Collected data
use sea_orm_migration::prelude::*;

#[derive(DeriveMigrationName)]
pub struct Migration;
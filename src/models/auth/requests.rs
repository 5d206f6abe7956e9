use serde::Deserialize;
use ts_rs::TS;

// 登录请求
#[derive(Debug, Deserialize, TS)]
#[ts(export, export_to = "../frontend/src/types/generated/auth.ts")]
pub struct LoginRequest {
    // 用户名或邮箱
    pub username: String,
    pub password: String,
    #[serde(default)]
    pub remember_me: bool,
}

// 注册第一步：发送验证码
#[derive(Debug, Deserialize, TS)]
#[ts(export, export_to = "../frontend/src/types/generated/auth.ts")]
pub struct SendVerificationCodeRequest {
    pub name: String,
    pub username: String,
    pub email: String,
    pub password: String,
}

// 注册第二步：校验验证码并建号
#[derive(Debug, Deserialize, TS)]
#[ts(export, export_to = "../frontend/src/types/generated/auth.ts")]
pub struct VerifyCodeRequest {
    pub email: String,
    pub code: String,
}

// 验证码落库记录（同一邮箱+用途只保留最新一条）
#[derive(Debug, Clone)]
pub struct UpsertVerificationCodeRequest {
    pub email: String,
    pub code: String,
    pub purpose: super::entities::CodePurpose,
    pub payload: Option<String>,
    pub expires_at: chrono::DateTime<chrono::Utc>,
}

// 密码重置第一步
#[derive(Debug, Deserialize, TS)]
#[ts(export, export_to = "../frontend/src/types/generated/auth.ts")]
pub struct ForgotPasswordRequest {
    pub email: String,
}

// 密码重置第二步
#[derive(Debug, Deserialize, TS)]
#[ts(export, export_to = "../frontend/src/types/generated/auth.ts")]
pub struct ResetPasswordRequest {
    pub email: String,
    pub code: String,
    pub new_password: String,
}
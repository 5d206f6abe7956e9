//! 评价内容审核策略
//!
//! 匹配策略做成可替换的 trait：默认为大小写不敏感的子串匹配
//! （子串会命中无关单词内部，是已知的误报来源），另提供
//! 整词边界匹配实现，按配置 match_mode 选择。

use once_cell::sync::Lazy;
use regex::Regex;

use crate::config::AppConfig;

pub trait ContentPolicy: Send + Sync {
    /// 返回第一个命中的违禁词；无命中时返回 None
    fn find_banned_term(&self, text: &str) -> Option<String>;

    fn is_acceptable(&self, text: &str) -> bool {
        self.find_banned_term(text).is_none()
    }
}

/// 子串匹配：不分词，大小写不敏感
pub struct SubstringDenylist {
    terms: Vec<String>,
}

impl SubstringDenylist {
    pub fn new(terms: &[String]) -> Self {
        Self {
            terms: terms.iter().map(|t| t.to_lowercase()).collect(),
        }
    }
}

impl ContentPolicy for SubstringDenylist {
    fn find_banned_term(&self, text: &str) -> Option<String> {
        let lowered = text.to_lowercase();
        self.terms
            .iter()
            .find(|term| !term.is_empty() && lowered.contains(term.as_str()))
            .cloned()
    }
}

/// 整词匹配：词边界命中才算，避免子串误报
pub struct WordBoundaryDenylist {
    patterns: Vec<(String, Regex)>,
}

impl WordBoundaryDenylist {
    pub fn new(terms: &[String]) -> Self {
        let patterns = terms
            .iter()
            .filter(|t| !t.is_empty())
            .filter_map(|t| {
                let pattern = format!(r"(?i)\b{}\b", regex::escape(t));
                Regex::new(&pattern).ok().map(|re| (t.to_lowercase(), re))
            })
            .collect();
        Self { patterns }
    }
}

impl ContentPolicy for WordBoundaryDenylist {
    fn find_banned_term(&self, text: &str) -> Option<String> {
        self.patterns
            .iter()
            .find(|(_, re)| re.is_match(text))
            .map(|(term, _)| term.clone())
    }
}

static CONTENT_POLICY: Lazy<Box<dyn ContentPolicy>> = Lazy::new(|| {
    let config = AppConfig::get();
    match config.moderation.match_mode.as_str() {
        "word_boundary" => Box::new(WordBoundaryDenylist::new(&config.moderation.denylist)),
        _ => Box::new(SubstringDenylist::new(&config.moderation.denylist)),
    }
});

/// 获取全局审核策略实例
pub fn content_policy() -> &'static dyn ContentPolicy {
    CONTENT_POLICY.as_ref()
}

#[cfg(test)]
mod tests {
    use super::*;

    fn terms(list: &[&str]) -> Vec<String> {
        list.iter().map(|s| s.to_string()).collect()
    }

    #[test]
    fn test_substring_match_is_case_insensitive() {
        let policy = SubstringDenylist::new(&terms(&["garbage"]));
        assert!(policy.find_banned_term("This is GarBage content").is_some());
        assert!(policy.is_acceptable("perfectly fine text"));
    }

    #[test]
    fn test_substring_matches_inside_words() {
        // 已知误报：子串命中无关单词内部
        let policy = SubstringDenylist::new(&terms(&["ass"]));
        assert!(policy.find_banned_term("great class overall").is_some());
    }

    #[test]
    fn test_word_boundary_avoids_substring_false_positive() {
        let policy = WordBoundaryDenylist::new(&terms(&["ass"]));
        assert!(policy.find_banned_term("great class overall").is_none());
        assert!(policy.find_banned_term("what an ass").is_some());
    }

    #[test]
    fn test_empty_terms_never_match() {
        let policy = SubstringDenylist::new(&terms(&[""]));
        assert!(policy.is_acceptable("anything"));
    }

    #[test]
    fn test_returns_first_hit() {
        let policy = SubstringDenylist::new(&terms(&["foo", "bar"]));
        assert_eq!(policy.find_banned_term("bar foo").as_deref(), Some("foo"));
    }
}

**TASK ITEM:** Only lines containing the string "class" are needed. Pull each of them out of the records above.

**SOLUTION TO THIS TASK:**
        assert!(policy.find_banned_term("great class overall").is_some());
        assert!(policy.find_banned_term("great class overall").is_none());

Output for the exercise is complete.